Under this line are the records; write out word for word the part that begins at the line containing "use crate::lint::manifest::ManifestLinter;" and ends at the line containing "use crate::manifests::loader::CachedManifestLoader;", and no more.

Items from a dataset
Content starts

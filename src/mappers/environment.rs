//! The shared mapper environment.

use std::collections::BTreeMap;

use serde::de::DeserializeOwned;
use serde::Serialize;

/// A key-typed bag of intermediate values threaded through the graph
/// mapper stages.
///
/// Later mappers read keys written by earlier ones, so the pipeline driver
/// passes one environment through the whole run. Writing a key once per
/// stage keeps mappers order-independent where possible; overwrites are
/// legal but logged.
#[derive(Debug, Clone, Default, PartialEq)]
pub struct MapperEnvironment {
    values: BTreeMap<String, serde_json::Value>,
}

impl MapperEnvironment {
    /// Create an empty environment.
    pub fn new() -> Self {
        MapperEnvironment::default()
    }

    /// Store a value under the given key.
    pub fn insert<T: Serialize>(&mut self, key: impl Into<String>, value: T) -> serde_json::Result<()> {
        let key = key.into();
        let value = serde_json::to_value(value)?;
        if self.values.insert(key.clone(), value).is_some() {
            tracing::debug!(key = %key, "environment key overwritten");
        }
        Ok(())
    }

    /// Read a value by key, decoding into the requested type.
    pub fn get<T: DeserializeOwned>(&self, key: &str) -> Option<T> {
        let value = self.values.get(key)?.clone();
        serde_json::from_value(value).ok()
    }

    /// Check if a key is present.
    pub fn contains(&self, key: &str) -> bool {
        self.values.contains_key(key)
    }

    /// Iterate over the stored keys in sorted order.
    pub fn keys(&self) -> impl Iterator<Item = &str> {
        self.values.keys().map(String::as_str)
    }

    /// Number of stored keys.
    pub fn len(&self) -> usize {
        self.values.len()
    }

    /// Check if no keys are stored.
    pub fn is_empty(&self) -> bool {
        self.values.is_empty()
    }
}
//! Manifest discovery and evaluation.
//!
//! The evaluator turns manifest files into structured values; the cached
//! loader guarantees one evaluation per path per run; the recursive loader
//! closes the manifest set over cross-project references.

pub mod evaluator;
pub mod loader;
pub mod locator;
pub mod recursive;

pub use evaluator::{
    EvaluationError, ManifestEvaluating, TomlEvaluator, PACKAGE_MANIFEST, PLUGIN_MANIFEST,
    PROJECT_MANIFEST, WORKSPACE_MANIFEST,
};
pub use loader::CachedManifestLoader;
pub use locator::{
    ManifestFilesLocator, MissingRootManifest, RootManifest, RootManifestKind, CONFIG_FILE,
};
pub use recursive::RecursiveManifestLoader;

Content ends
Content starts

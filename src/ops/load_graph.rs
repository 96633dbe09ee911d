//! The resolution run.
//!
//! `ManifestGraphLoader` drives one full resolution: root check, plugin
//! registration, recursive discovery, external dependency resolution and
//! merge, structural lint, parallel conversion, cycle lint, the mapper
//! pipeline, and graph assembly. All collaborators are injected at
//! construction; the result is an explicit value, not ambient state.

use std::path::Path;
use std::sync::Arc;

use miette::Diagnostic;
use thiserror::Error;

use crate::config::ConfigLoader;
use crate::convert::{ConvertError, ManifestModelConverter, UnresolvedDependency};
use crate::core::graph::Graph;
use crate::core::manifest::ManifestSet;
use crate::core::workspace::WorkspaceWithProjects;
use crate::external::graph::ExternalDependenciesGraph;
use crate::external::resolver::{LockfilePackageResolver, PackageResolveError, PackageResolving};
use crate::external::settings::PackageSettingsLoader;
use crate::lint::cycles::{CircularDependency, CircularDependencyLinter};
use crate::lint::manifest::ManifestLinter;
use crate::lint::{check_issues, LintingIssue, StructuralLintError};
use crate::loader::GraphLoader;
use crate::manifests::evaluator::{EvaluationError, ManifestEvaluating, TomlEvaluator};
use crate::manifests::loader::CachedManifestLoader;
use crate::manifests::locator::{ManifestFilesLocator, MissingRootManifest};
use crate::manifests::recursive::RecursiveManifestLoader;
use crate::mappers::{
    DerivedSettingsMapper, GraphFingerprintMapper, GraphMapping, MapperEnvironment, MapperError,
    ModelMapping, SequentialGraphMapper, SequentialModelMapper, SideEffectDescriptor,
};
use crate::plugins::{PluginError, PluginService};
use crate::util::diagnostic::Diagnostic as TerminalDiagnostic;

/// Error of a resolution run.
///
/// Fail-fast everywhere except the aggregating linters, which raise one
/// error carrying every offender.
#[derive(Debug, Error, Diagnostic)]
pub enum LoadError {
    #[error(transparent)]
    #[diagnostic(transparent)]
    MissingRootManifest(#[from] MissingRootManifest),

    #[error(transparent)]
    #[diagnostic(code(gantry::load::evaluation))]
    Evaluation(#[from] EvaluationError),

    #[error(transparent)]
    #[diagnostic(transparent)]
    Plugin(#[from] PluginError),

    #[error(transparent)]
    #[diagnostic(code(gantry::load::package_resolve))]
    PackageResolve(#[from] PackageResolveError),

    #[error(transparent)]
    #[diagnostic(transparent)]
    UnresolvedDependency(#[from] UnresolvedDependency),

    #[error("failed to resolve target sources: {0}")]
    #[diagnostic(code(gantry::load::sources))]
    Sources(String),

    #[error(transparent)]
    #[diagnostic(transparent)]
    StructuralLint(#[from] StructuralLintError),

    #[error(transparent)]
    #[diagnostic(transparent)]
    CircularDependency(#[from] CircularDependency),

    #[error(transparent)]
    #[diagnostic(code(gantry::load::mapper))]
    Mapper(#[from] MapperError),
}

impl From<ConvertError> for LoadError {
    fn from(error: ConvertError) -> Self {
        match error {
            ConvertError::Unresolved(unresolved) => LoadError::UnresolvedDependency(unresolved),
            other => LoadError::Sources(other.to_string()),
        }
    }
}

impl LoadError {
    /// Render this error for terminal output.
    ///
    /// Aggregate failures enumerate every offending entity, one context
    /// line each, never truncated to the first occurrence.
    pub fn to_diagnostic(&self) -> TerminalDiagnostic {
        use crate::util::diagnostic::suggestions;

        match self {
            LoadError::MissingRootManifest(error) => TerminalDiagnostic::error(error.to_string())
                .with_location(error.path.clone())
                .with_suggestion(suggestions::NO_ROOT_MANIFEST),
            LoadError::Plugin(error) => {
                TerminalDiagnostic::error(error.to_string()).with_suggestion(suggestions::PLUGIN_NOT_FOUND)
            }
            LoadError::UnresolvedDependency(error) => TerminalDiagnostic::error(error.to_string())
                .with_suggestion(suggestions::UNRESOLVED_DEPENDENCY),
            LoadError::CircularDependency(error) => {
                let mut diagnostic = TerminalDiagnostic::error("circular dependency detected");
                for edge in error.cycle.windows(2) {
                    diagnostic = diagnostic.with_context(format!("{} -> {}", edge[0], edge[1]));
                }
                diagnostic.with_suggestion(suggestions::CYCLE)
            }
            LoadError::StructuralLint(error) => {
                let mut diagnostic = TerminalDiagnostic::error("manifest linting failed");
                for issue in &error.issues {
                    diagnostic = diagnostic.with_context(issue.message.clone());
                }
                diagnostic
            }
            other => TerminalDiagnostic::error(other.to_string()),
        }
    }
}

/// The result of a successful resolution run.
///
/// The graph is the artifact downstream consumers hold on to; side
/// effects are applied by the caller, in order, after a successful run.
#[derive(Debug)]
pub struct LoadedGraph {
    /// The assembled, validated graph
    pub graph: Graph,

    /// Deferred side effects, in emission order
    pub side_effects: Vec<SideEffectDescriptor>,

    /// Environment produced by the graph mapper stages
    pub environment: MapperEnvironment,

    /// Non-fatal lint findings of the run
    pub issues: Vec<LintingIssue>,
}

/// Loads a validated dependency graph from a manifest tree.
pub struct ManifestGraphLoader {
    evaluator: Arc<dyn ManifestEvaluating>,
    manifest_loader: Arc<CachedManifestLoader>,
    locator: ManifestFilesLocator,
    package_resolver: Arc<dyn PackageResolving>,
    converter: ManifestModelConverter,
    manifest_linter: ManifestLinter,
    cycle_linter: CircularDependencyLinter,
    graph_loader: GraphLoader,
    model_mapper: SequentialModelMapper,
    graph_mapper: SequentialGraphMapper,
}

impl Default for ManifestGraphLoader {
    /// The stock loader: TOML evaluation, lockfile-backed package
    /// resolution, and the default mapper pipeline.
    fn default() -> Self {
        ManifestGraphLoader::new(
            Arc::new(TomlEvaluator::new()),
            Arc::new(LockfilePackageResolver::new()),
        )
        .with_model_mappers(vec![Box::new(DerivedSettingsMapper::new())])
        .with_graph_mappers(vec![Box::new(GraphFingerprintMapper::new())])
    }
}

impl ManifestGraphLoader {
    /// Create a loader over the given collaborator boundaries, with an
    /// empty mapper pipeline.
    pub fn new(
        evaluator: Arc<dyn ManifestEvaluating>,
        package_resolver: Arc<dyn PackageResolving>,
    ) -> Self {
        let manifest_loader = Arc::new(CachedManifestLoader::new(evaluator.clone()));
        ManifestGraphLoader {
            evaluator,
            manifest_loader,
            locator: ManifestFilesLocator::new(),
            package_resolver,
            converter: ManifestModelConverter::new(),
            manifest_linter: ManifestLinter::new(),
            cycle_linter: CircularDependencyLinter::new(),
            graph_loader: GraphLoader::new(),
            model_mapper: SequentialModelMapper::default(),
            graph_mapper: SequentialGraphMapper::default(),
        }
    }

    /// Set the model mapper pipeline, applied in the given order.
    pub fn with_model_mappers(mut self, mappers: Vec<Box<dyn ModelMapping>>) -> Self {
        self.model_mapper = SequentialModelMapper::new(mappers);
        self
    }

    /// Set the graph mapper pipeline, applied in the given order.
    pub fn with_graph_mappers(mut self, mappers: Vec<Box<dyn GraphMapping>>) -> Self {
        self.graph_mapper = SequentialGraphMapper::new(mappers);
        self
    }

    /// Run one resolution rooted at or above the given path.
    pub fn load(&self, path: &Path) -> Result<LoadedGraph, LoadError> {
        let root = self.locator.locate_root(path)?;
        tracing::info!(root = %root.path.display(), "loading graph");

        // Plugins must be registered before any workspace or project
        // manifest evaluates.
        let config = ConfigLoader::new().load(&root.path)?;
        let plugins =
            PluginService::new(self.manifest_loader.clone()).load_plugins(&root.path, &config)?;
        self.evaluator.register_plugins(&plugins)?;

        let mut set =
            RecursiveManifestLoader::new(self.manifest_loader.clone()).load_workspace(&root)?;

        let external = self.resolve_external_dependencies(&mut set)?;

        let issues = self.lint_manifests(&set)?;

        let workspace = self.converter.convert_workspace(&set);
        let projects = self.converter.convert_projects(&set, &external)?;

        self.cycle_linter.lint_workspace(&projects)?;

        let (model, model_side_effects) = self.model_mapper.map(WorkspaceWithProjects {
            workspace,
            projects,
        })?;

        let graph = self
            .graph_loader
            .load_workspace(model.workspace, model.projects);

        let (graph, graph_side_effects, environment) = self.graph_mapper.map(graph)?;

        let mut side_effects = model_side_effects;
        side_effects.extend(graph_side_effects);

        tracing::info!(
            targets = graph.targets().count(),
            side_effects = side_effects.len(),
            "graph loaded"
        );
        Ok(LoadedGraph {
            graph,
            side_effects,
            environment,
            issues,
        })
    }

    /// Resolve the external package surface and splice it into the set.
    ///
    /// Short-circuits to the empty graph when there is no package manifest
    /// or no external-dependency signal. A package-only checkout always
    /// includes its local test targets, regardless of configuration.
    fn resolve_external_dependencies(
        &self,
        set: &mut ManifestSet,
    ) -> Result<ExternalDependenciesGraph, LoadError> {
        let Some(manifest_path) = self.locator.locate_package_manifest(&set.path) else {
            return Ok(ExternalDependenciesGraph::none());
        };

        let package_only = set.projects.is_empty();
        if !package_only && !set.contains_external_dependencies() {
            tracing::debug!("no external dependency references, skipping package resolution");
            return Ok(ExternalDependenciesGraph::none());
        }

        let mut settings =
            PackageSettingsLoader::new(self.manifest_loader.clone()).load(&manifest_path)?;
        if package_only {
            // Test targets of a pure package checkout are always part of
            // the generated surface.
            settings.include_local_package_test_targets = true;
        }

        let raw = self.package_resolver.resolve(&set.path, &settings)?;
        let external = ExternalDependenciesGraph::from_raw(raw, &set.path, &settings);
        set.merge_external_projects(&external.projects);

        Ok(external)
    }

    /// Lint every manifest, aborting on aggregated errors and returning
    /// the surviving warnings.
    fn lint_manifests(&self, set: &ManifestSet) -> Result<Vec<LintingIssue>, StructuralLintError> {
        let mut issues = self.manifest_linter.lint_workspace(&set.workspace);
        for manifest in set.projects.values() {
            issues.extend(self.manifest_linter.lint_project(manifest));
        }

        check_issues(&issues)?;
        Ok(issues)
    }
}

Content ends

▸ **Exercise solution**
use crate::lint::manifest::ManifestLinter;
use crate::lint::{check_issues, LintingIssue, StructuralLintError};
use crate::loader::GraphLoader;
use crate::manifests::evaluator::{EvaluationError, ManifestEvaluating, TomlEvaluator};
use crate::manifests::loader::CachedManifestLoader;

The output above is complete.